Here, it's more ashy, dirty-blond.

And the little kids were so cute about it.

But it is interesting, because there is a distinct genetic group of "Bulgarians".  In fact, there are two groups, and most people have features that are a mix of them.  One of them is taller, has sort of, straight, long nose, and pale(r) hair, and blue eyes.  The other group is small- both shorter, and thinner, and darker.  They occasionally have the hooked nose I love so much.

In the US, no one here would stand out, in fact, I didn't notice the similarity until I realized that they were the only people I was seeing.  Except at conversation swap-

Conversation Swap is were a whole bunch of foreigners and Bulgarians get together to talk in different languages :) My Bulgarian is still not very good, so I spent most of mine talking with a Londoner about human nature.  So you know, what ever.  It was pretty rad :)

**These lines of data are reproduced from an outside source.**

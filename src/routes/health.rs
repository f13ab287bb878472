//! Health check endpoints
//!
//! Provides endpoints for monitoring and container orchestration:
//! - `/live` - Liveness probe, always 200 while the process runs
//! - `/ready` - Readiness probe, 200 once startup has completed
//! - `/health` - Full report
//!
//! None of these consult the credential gate or the simulator.

use std::sync::Arc;

use axum::{extract::State, http::StatusCode, Json};
use serde::Serialize;

use crate::AppState;

/// Health status enum
#[derive(Debug, Clone, Serialize, PartialEq)]
#[serde(rename_all = "lowercase")]
pub enum HealthStatus {
    Healthy,
    Starting,
}

/// Full health check response
#[derive(Debug, Serialize)]
pub struct HealthResponse {
    pub status: HealthStatus,
    pub ready: bool,
    pub version: String,
    pub uptime_seconds: u64,
    pub timestamp: String,
    pub endpoints: usize,
}

/// Simple health response for liveness/readiness
#[derive(Debug, Serialize)]
pub struct SimpleHealthResponse {
    pub status: HealthStatus,
}

fn status_of(state: &AppState) -> HealthStatus {
    if state.is_ready() {
        HealthStatus::Healthy
    } else {
        HealthStatus::Starting
    }
}

/// Full health check endpoint
pub async fn health_check(State(state): State<Arc<AppState>>) -> Json<HealthResponse> {
    Json(HealthResponse {
        status: status_of(&state),
        ready: state.is_ready(),
        version: env!("CARGO_PKG_VERSION").to_string(),
        uptime_seconds: state.start_time.elapsed().as_secs(),
        timestamp: chrono::Utc::now().to_rfc3339(),
        endpoints: state.registry.len(),
    })
}

/// Readiness probe endpoint
///
/// Returns 503 until configuration has been loaded and the listener is bound.
pub async fn readiness_check(
    State(state): State<Arc<AppState>>,
) -> (StatusCode, Json<SimpleHealthResponse>) {
    let status = status_of(&state);
    let code = match status {
        HealthStatus::Healthy => StatusCode::OK,
        HealthStatus::Starting => StatusCode::SERVICE_UNAVAILABLE,
    };

    (code, Json(SimpleHealthResponse { status }))
}

/// Liveness probe endpoint
pub async fn liveness_check() -> (StatusCode, Json<SimpleHealthResponse>) {
    (
        StatusCode::OK,
        Json(SimpleHealthResponse {
            status: HealthStatus::Healthy,
        }),
    )
}
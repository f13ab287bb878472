//! Mock endpoint definitions and the simulation engine
//!
//! - `registry` - resolves (method, name) to an endpoint
//! - `simulator` - per-endpoint success/failure cycle
//! - `composer` - turns an outcome into a JSON response

pub mod composer;
pub mod registry;
pub mod simulator;

use std::time::Duration;

use axum::http::{Method, StatusCode};
use serde_json::{json, Value};

use crate::error::codes;

pub use composer::{compose, MockResponse};
pub use registry::{EndpointId, EndpointRegistry, RegistryError, RouteError};
pub use simulator::{CallCounter, CounterSnapshot, Outcome, Ratio, RatioError, RatioSimulator};

/// Methods an endpoint may accept
pub const SUPPORTED_METHODS: [Method; 5] = [
    Method::GET,
    Method::POST,
    Method::PUT,
    Method::DELETE,
    Method::PATCH,
];

/// Response returned on the success branch
#[derive(Debug, Clone, PartialEq)]
pub struct SuccessProfile {
    pub status: StatusCode,
    pub body: Value,
}

impl Default for SuccessProfile {
    fn default() -> Self {
        Self {
            status: StatusCode::OK,
            body: json!({ "message": "success" }),
        }
    }
}

/// Body returned on the simulated failure branch
#[derive(Debug, Clone, PartialEq)]
pub enum FailureBody {
    /// `{"error":{"code":..,"message":..}}`
    Structured { code: u32, message: String },
    /// Verbatim JSON
    Custom(Value),
}

/// Response returned on the simulated failure branch
#[derive(Debug, Clone, PartialEq)]
pub struct FailureProfile {
    pub status: StatusCode,
    pub body: FailureBody,
}

impl Default for FailureProfile {
    fn default() -> Self {
        Self {
            status: StatusCode::BAD_REQUEST,
            body: FailureBody::Structured {
                code: codes::FAILED_REQUEST,
                message: "failed request".to_string(),
            },
        }
    }
}

/// A configured mock endpoint, served at `/v1/mock/{name}`
#[derive(Debug, Clone, PartialEq)]
pub struct EndpointDefinition {
    pub name: String,
    pub methods: Vec<Method>,
    pub ratio: Ratio,
    pub success: SuccessProfile,
    pub failure: FailureProfile,
    /// Delay applied before the response is written
    pub delay: Duration,
}

impl EndpointDefinition {
    /// Endpoint accepting GET and POST that never fails
    pub fn new(name: impl Into<String>) -> Self {
        Self {
            name: name.into(),
            methods: vec![Method::GET, Method::POST],
            ratio: Ratio::ALWAYS_SUCCEED,
            success: SuccessProfile::default(),
            failure: FailureProfile::default(),
            delay: Duration::ZERO,
        }
    }

    pub fn with_methods(mut self, methods: impl IntoIterator<Item = Method>) -> Self {
        self.methods = Vec::new();
        for method in methods {
            if !self.methods.contains(&method) {
                self.methods.push(method);
            }
        }
        self
    }

    pub fn with_ratio(mut self, ratio: Ratio) -> Self {
        self.ratio = ratio;
        self
    }

    pub fn with_success(mut self, success: SuccessProfile) -> Self {
        self.success = success;
        self
    }

    pub fn with_failure(mut self, failure: FailureProfile) -> Self {
        self.failure = failure;
        self
    }

    pub fn with_delay(mut self, delay: Duration) -> Self {
        self.delay = delay;
        self
    }

    pub fn accepts(&self, method: &Method) -> bool {
        self.methods.contains(method)
    }
}

/// Normalize a configured sub-route (`/foo`, `foo`, `/foo/`) to a mock name
pub fn normalize_name(raw: &str) -> &str {
    raw.trim().trim_matches('/')
}

/// Mock names are a single path segment
pub fn is_valid_name(name: &str) -> bool {
    !name.is_empty()
        && name
            .chars()
            .all(|c| c.is_ascii_alphanumeric() || c == '-' || c == '_' || c == '.')
}
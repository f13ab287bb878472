//! Error types for the mock service
//!
//! Every negative path the service produces on purpose (missing credentials,
//! unknown routes, malformed batch bodies) is an `AppError` value rendered
//! through `IntoResponse`. Simulated failures are not errors; they are built by
//! the response composer.

use axum::{
    http::{header, HeaderValue, StatusCode},
    response::{IntoResponse, Response},
    Json,
};
use serde::{Deserialize, Serialize};
use thiserror::Error;

/// Numeric error codes carried in `{"error":{"code":..}}` bodies
pub mod codes {
    const REQUEST_BASE: u32 = 1000;

    pub const INVALID_BODY: u32 = REQUEST_BASE + 1;
    pub const NOT_FOUND: u32 = REQUEST_BASE + 2;
    pub const METHOD_NOT_ALLOWED: u32 = REQUEST_BASE + 3;
    pub const RATE_LIMIT_EXCEEDED: u32 = REQUEST_BASE + 4;
    pub const FAILED_REQUEST: u32 = REQUEST_BASE + 5;
    pub const INTERNAL: u32 = REQUEST_BASE + 99;
}

/// Challenge sent back when a bearer token is rejected
pub const BEARER_CHALLENGE: &str =
    r#"Bearer realm="api-mock", error="invalid_token", error_description="invalid access token""#;

/// Application-level errors
#[derive(Debug, Error)]
pub enum AppError {
    #[error("Authentication required")]
    Unauthorized,

    #[error("Invalid bearer token")]
    InvalidToken,

    #[error("Mock endpoint not found: {0}")]
    NotFound(String),

    #[error("Method {method} not accepted by mock endpoint {name}")]
    MethodNotAllowed { method: String, name: String },

    #[error("Invalid request body: {message}")]
    InvalidBody { message: String, track_id: String },

    #[error("Internal error: {0}")]
    Internal(#[from] anyhow::Error),
}

/// Error response body
#[derive(Debug, Clone, PartialEq, Serialize, Deserialize)]
pub struct ErrorResponse {
    pub error: ErrorBody,
}

/// Error details
#[derive(Debug, Clone, PartialEq, Serialize, Deserialize)]
pub struct ErrorBody {
    pub code: u32,
    pub message: String,
    /// Track id to cross-reference the failure with the logs
    #[serde(default, skip_serializing_if = "Option::is_none")]
    pub id: Option<String>,
}

impl ErrorResponse {
    pub fn new(code: u32, message: impl Into<String>) -> Self {
        Self {
            error: ErrorBody {
                code,
                message: message.into(),
                id: None,
            },
        }
    }

    pub fn with_id(mut self, id: impl Into<String>) -> Self {
        self.error.id = Some(id.into());
        self
    }
}

impl AppError {
    /// Status and JSON body this error is answered with
    pub fn status_and_body(&self) -> (StatusCode, Option<ErrorResponse>) {
        match self {
            // 401s carry no body contract; clients only look at the status
            AppError::Unauthorized | AppError::InvalidToken => (StatusCode::UNAUTHORIZED, None),
            AppError::NotFound(_) => (
                StatusCode::NOT_FOUND,
                Some(ErrorResponse::new(codes::NOT_FOUND, "not found")),
            ),
            // Answered as 404 so that clients cannot tell a wrong method from a wrong path
            AppError::MethodNotAllowed { .. } => (
                StatusCode::NOT_FOUND,
                Some(ErrorResponse::new(
                    codes::METHOD_NOT_ALLOWED,
                    "method not allowed",
                )),
            ),
            AppError::InvalidBody { track_id, .. } => (
                StatusCode::BAD_REQUEST,
                Some(
                    ErrorResponse::new(codes::INVALID_BODY, "body parsing error")
                        .with_id(track_id.as_str()),
                ),
            ),
            AppError::Internal(_) => (
                StatusCode::INTERNAL_SERVER_ERROR,
                Some(ErrorResponse::new(codes::INTERNAL, "internal server error")),
            ),
        }
    }
}

impl IntoResponse for AppError {
    fn into_response(self) -> Response {
        if let AppError::Internal(e) = &self {
            tracing::error!(error = %e, "Internal error");
        }

        let mut response = match self.status_and_body() {
            (status, Some(body)) => (status, Json(body)).into_response(),
            (status, None) => status.into_response(),
        };

        if matches!(self, AppError::InvalidToken) {
            response.headers_mut().insert(
                header::WWW_AUTHENTICATE,
                HeaderValue::from_static(BEARER_CHALLENGE),
            );
        }

        response
    }
}

/// Result type alias for convenience
pub type AppResult<T> = Result<T, AppError>;
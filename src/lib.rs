//! API Mock - configurable HTTP mock server
//!
//! Serves mock endpoints under `/v1/mock/{name}` that answer with a
//! deterministic, configurable mix of successes and simulated failures, behind
//! an API key gate, with liveness/readiness probes and Prometheus metrics.

pub mod config;
pub mod credentials;
pub mod endpoints;
pub mod error;
pub mod logging;
pub mod middleware;
pub mod routes;

use std::sync::atomic::{AtomicBool, Ordering};
use std::time::Instant;

use anyhow::{Context, Result};
use governor::{DefaultDirectRateLimiter, Quota, RateLimiter};

pub use crate::config::Config;
pub use crate::credentials::CredentialSet;
pub use crate::endpoints::{EndpointDefinition, EndpointRegistry, RatioSimulator};

/// Application state shared across all request handlers
pub struct AppState {
    pub config: Config,
    pub registry: EndpointRegistry,
    pub simulator: RatioSimulator,
    pub rate_limiter: DefaultDirectRateLimiter,
    pub start_time: Instant,
    ready: AtomicBool,
}

impl AppState {
    /// Create a new application state.
    ///
    /// The state starts out not ready; call [`AppState::mark_ready`] once the
    /// server is accepting connections.
    pub fn new(config: Config) -> Result<Self> {
        let registry = EndpointRegistry::new(config.endpoints.clone())
            .context("Invalid mock endpoint configuration")?;
        let simulator = RatioSimulator::new(&registry);
        let rate_limiter = RateLimiter::direct(Quota::per_second(config.rate_limit));

        Ok(Self {
            config,
            registry,
            simulator,
            rate_limiter,
            start_time: Instant::now(),
            ready: AtomicBool::new(false),
        })
    }

    pub fn mark_ready(&self) {
        self.ready.store(true, Ordering::Release);
    }

    pub fn is_ready(&self) -> bool {
        self.ready.load(Ordering::Acquire)
    }

    pub fn credentials(&self) -> &CredentialSet {
        &self.config.credentials
    }

    /// Log the effective configuration without exposing credentials
    pub fn log_configuration(&self) {
        let credentials = self.credentials();
        tracing::info!(
            auth_scheme = credentials.scheme().as_str(),
            enabled_credentials = credentials.enabled_count(),
            rate_limit = self.config.rate_limit.get(),
            debug_enabled = self.config.debug_enabled,
            endpoints = self.registry.len(),
            "Mock service configuration"
        );

        for (_, endpoint) in self.registry.iter() {
            let methods: Vec<&str> = endpoint.methods.iter().map(|m| m.as_str()).collect();
            tracing::info!(
                endpoint = %endpoint.name,
                methods = ?methods,
                cycle_length = endpoint.ratio.cycle_length(),
                failures_per_cycle = endpoint.ratio.failures(),
                success_ratio = endpoint.ratio.success_ratio(),
                success_status = endpoint.success.status.as_u16(),
                failure_status = endpoint.failure.status.as_u16(),
                delay_ms = endpoint.delay.as_millis() as u64,
                "Mock endpoint registered"
            );
        }

        if credentials.enabled_count() == 0 {
            tracing::warn!("No enabled credentials configured; every mock request will be rejected");
        }
        if self.registry.is_empty() {
            tracing::warn!("No mock endpoints configured; set SUB_ROUTES or ENDPOINTS_FILE");
        }
    }
}
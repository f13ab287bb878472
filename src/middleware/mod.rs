//! Middleware module
//!
//! Contains Tower middleware for authentication and rate limiting.

pub mod auth;
pub mod rate_limiter;
//! Endpoint registry
//!
//! Built once at startup and never mutated, so lookups need no locking.

use std::collections::HashMap;

use axum::http::Method;
use thiserror::Error;

use super::{is_valid_name, EndpointDefinition};

/// Name reserved for the batch route
pub const BATCH_ROUTE_NAME: &str = "batch";

/// Stable identity of a registered endpoint
#[derive(Debug, Clone, Copy, PartialEq, Eq, Hash)]
pub struct EndpointId(usize);

impl EndpointId {
    pub fn index(&self) -> usize {
        self.0
    }
}

/// Why a (method, name) pair did not resolve
#[derive(Debug, Clone, PartialEq, Eq)]
pub enum RouteError {
    NotFound,
    MethodNotAllowed,
}

#[derive(Debug, Error, PartialEq)]
pub enum RegistryError {
    #[error("duplicate mock endpoint: {0}")]
    Duplicate(String),

    #[error("invalid mock endpoint name: {0:?}")]
    InvalidName(String),

    #[error("mock endpoint name {0:?} is reserved")]
    Reserved(String),

    #[error("mock endpoint {0} accepts no methods")]
    NoMethods(String),
}

/// Immutable set of mock endpoints
#[derive(Debug, Default)]
pub struct EndpointRegistry {
    endpoints: Vec<EndpointDefinition>,
    by_name: HashMap<String, EndpointId>,
}

impl EndpointRegistry {
    pub fn new(endpoints: Vec<EndpointDefinition>) -> Result<Self, RegistryError> {
        let mut by_name = HashMap::with_capacity(endpoints.len());

        for (index, endpoint) in endpoints.iter().enumerate() {
            if !is_valid_name(&endpoint.name) {
                return Err(RegistryError::InvalidName(endpoint.name.clone()));
            }
            if endpoint.name == BATCH_ROUTE_NAME {
                return Err(RegistryError::Reserved(endpoint.name.clone()));
            }
            if endpoint.methods.is_empty() {
                return Err(RegistryError::NoMethods(endpoint.name.clone()));
            }
            if by_name
                .insert(endpoint.name.clone(), EndpointId(index))
                .is_some()
            {
                return Err(RegistryError::Duplicate(endpoint.name.clone()));
            }
        }

        Ok(Self { endpoints, by_name })
    }

    /// Resolve a request to a mock endpoint
    pub fn resolve(
        &self,
        method: &Method,
        name: &str,
    ) -> Result<(EndpointId, &EndpointDefinition), RouteError> {
        let id = self.id_of(name).ok_or(RouteError::NotFound)?;
        let endpoint = &self.endpoints[id.0];

        if endpoint.accepts(method) {
            Ok((id, endpoint))
        } else {
            Err(RouteError::MethodNotAllowed)
        }
    }

    pub fn id_of(&self, name: &str) -> Option<EndpointId> {
        self.by_name.get(name).copied()
    }

    pub fn get(&self, id: EndpointId) -> Option<&EndpointDefinition> {
        self.endpoints.get(id.0)
    }

    pub fn iter(&self) -> impl Iterator<Item = (EndpointId, &EndpointDefinition)> {
        self.endpoints
            .iter()
            .enumerate()
            .map(|(index, endpoint)| (EndpointId(index), endpoint))
    }

    pub fn len(&self) -> usize {
        self.endpoints.len()
    }

    pub fn is_empty(&self) -> bool {
        self.endpoints.is_empty()
    }

    /// Union of the methods accepted by any endpoint
    pub fn methods(&self) -> Vec<Method> {
        let mut methods: Vec<Method> = Vec::new();
        for method in self.endpoints.iter().flat_map(|e| e.methods.iter()) {
            if !methods.contains(method) {
                methods.push(method.clone());
            }
        }
        methods
    }
}
//! Batch mock endpoint
//!
//! `POST /v1/mock/batch` takes a form field `batch` holding a JSON array of
//! sub-requests. Each item is resolved on its own and draws one outcome from
//! its endpoint's counter, in array order.

use std::sync::Arc;

use axum::{
    extract::{rejection::FormRejection, State},
    http::{HeaderMap, Method, Uri},
    Form, Json,
};
use serde::{Deserialize, Serialize};
use serde_json::Value;
use tracing::{debug, instrument};

use crate::{
    endpoints::{compose, normalize_name},
    error::{AppError, AppResult},
    logging::log_request_failure,
    routes::mock::{route_error, simulate},
    AppState,
};

/// Form body of a batch request
#[derive(Debug, Deserialize)]
pub struct BatchForm {
    pub batch: String,
}

/// One sub-request of a batch
#[derive(Debug, Clone, Deserialize)]
pub struct BatchItem {
    pub method: String,
    pub relative_url: String,
    #[serde(default)]
    pub body: Option<Value>,
}

/// Result of one sub-request
#[derive(Debug, Clone, PartialEq, Serialize, Deserialize)]
pub struct BatchResponse {
    pub code: u16,
    /// Serialized JSON body
    pub body: String,
}

/// Handle a batch of mock calls
#[instrument(skip_all)]
pub async fn handle_batch(
    State(state): State<Arc<AppState>>,
    method: Method,
    uri: Uri,
    headers: HeaderMap,
    form: Result<Form<BatchForm>, FormRejection>,
) -> AppResult<Json<Vec<BatchResponse>>> {
    let invalid_body = |message: &str, cause: &dyn std::error::Error| AppError::InvalidBody {
        message: message.to_string(),
        track_id: log_request_failure(&method, &uri, &headers, message, Some(cause)),
    };

    let Form(form) = form.map_err(|e| invalid_body("batch form parsing error", &e))?;
    let items: Vec<BatchItem> = serde_json::from_str(&form.batch)
        .map_err(|e| invalid_body("batch items parsing error", &e))?;

    debug!(items = items.len(), "Processing batch request");

    let responses = items
        .iter()
        .map(|item| run_item(&state, item))
        .collect();

    Ok(Json(responses))
}

fn run_item(state: &AppState, item: &BatchItem) -> BatchResponse {
    let name = normalize_name(&item.relative_url);
    let method = match Method::from_bytes(item.method.trim().to_ascii_uppercase().as_bytes()) {
        Ok(method) => method,
        Err(_) => {
            return error_item(&AppError::MethodNotAllowed {
                method: item.method.clone(),
                name: name.to_string(),
            })
        }
    };

    let result = state
        .registry
        .resolve(&method, name)
        .map_err(|e| route_error(e, &method, name))
        .and_then(|(id, endpoint)| {
            simulate(state, id, endpoint).map(|outcome| compose(outcome, endpoint))
        });

    match result {
        Ok(response) => BatchResponse {
            code: response.status.as_u16(),
            body: response.body_string(),
        },
        Err(error) => {
            debug!(method = %method, name, error = %error, "Batch item did not resolve");
            error_item(&error)
        }
    }
}

fn error_item(error: &AppError) -> BatchResponse {
    let (status, body) = error.status_and_body();
    BatchResponse {
        code: status.as_u16(),
        body: body
            .and_then(|body| serde_json::to_string(&body).ok())
            .unwrap_or_default(),
    }
}
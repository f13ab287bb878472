//! Debug endpoint integration tests

use axum::http::StatusCode;
use pretty_assertions::assert_eq;
use serde_json::{json, Value};

use crate::common::{constants::TEST_API_KEY, with_key, MockTestHarness};

const DEBUG_VARS: &[(&str, &str)] = &[
    ("API_KEY", TEST_API_KEY),
    ("SUB_ROUTES", "foo"),
    ("SUCCESS_RATIO", "0.75"),
    ("MOCK_DEBUG", "true"),
];

#[tokio::test]
async fn test_counters_return_404_when_disabled() {
    let harness = MockTestHarness::new();

    let response = with_key(harness.server.get("/debug/counters"), TEST_API_KEY).await;

    response.assert_status(StatusCode::NOT_FOUND);
}

#[tokio::test]
async fn test_counters_require_credentials() {
    let harness = MockTestHarness::with_vars(DEBUG_VARS);

    let response = harness.server.get("/debug/counters").await;

    response.assert_status(StatusCode::UNAUTHORIZED);
}

#[tokio::test]
async fn test_counters_report_state_without_advancing() {
    let harness = MockTestHarness::with_vars(DEBUG_VARS);

    for _ in 0..5 {
        with_key(harness.server.get("/v1/mock/foo"), TEST_API_KEY).await;
    }

    for _ in 0..2 {
        let response = with_key(harness.server.get("/debug/counters"), TEST_API_KEY).await;
        response.assert_status_ok();
        assert_eq!(
            response.json::<Value>(),
            json!([{
                "name": "foo",
                "methods": ["GET", "POST"],
                "cycle_length": 4,
                "failures_per_cycle": 1,
                "total_calls": 5,
                "position": 1,
            }])
        );
    }
}
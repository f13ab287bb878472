//! Response composer

use axum::{
    http::StatusCode,
    response::{IntoResponse, Response},
    Json,
};
use serde_json::{json, Value};

use super::{EndpointDefinition, FailureBody, Outcome};

/// Status and body for one mock call
#[derive(Debug, Clone, PartialEq)]
pub struct MockResponse {
    pub status: StatusCode,
    pub body: Value,
}

impl MockResponse {
    /// Serialized body, as written on the wire
    pub fn body_string(&self) -> String {
        self.body.to_string()
    }
}

impl IntoResponse for MockResponse {
    fn into_response(self) -> Response {
        (self.status, Json(self.body)).into_response()
    }
}

/// Build the response for an outcome. Pure: no state, no randomness.
pub fn compose(outcome: Outcome, endpoint: &EndpointDefinition) -> MockResponse {
    match outcome {
        Outcome::Success => MockResponse {
            status: endpoint.success.status,
            body: endpoint.success.body.clone(),
        },
        Outcome::SimulatedFailure => MockResponse {
            status: endpoint.failure.status,
            body: failure_body(&endpoint.failure.body),
        },
    }
}

fn failure_body(body: &FailureBody) -> Value {
    match body {
        FailureBody::Structured { code, message } => {
            json!({ "error": { "code": code, "message": message } })
        }
        FailureBody::Custom(value) => value.clone(),
    }
}
//! Integration tests for the mock server

mod debug;
mod mock;
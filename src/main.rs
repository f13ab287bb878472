//! API Mock - configurable HTTP mock server
//!
//! This is the main entry point for the mock server.

use std::net::SocketAddr;
use std::sync::Arc;

use anyhow::{Context, Result};
use tokio::signal;
use tracing::{error, info, warn};

use api_mock::{logging, routes, AppState, Config};

#[tokio::main]
async fn main() -> Result<()> {
    // Load environment variables from .env file
    dotenvy::dotenv().ok();

    // Load configuration
    let config = Config::from_env()?;

    logging::init(config.log_format);
    info!(version = env!("CARGO_PKG_VERSION"), "Starting API mock");

    // Initialize metrics
    routes::metrics::init_metrics();
    info!("Metrics initialized");

    // Initialize application state
    let state = Arc::new(AppState::new(config)?);
    state.log_configuration();

    // Build the router
    let app = routes::create_router(state.clone());

    // Bind to address
    let addr: SocketAddr = format!("{}:{}", state.config.host, state.config.port)
        .parse()
        .context("Invalid MOCK_HOST or PORT")?;
    let listener = tokio::net::TcpListener::bind(addr)
        .await
        .with_context(|| format!("Failed to bind {addr}"))?;
    info!("Listening on {}", addr);

    state.mark_ready();

    // Start server with graceful shutdown
    axum::serve(listener, app)
        .with_graceful_shutdown(shutdown_signal())
        .await?;

    info!("API mock shutdown complete");
    Ok(())
}

/// Handle graceful shutdown signals
async fn shutdown_signal() {
    let ctrl_c = async {
        if let Err(e) = signal::ctrl_c().await {
            error!(error = %e, "Failed to install Ctrl+C handler");
            std::future::pending::<()>().await;
        }
    };

    #[cfg(unix)]
    let terminate = async {
        match signal::unix::signal(signal::unix::SignalKind::terminate()) {
            Ok(mut stream) => {
                stream.recv().await;
            }
            Err(e) => {
                error!(error = %e, "Failed to install SIGTERM handler");
                std::future::pending::<()>().await;
            }
        }
    };

    #[cfg(not(unix))]
    let terminate = std::future::pending::<()>();

    tokio::select! {
        _ = ctrl_c => {
            warn!("Received Ctrl+C, initiating shutdown");
        }
        _ = terminate => {
            warn!("Received SIGTERM, initiating shutdown");
        }
    }
}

Wednesday, February 17, 2010

Pictures

This is a slice of my birthday cake...

This is the whole thing!

Monday, February 15, 2010

Adventures of a Culinary Kind

I made dinner tonight!

:DDD

It was super, cool, nbd.  I made yogurt marinated chicken marsala, and cabbage, and bread pudding.  Yes, after it was all done, I realized that it was sadly, well, white.  And boring looking. 

But delicious.  The cabbage dish I made usually uses red cabbage, which would have made the plate brighter, but eh.  All we had was (old) green cabbage. 

But this was not the greatest part of my day- no, for to make a meal, one needs... ingredients!  And there's really not a lot here...  just yogurt, uh, juice, a few sad oranges, and some well hidden potatos.  (Although, post-shopping trip, there are lemons, and garlic, and salami!)

So I went to the grocery store.  It's wonderfully named (fantastically named, even) "FANTASTICO!" and I had to 1) get there 2) figure out what the things I wanted where called in Bulgarian 3) find them 4) make sure it's ACTUALLY THE RIGHT THING 5) buy them- and some how figure out what Miss Mumbly McFashion-Victim was saying. 

But I did!

A+

Sunday, February 14, 2010

Bulgarian Lessons

This Saturday marked my first Bulgarian lesson!  It was pretty sweet, nbd.  My teacher is a Scot, with a very strong accent, and a penchant for saying "wee" which is, you know, ADORABLE.  He wore, yesterday, a wonderful bright orange button down shirt, under a green argyle.

Yeah, it was really fashionable.

(Although the fashion of Bulgarians is a topic large enough for a whole separate post, because really- wow.)

Also, there are uh, five other students?  I suppose.  My brother, and a German woman, who have probably the best Bulgarian in the class, and then a woman from Holland, a man from the cannery islands, who has the strongest Spanish accent I have ever heard.  It's pretty awesome too.

There's also a man from London, who looks disturbingly like Simon Pegg, and arrived on the same day as me, which is sort of a strange coincidence, but eh.  Tuesdays are the cheapest day to fly.

So things I have learned so far:

Smoking in restaurants is gross.

The New Jersey "guido" style is universal- and universally unattractive.

Genetics is really cool.

Homemade wine is really not.  In fact, it's pretty gross, too.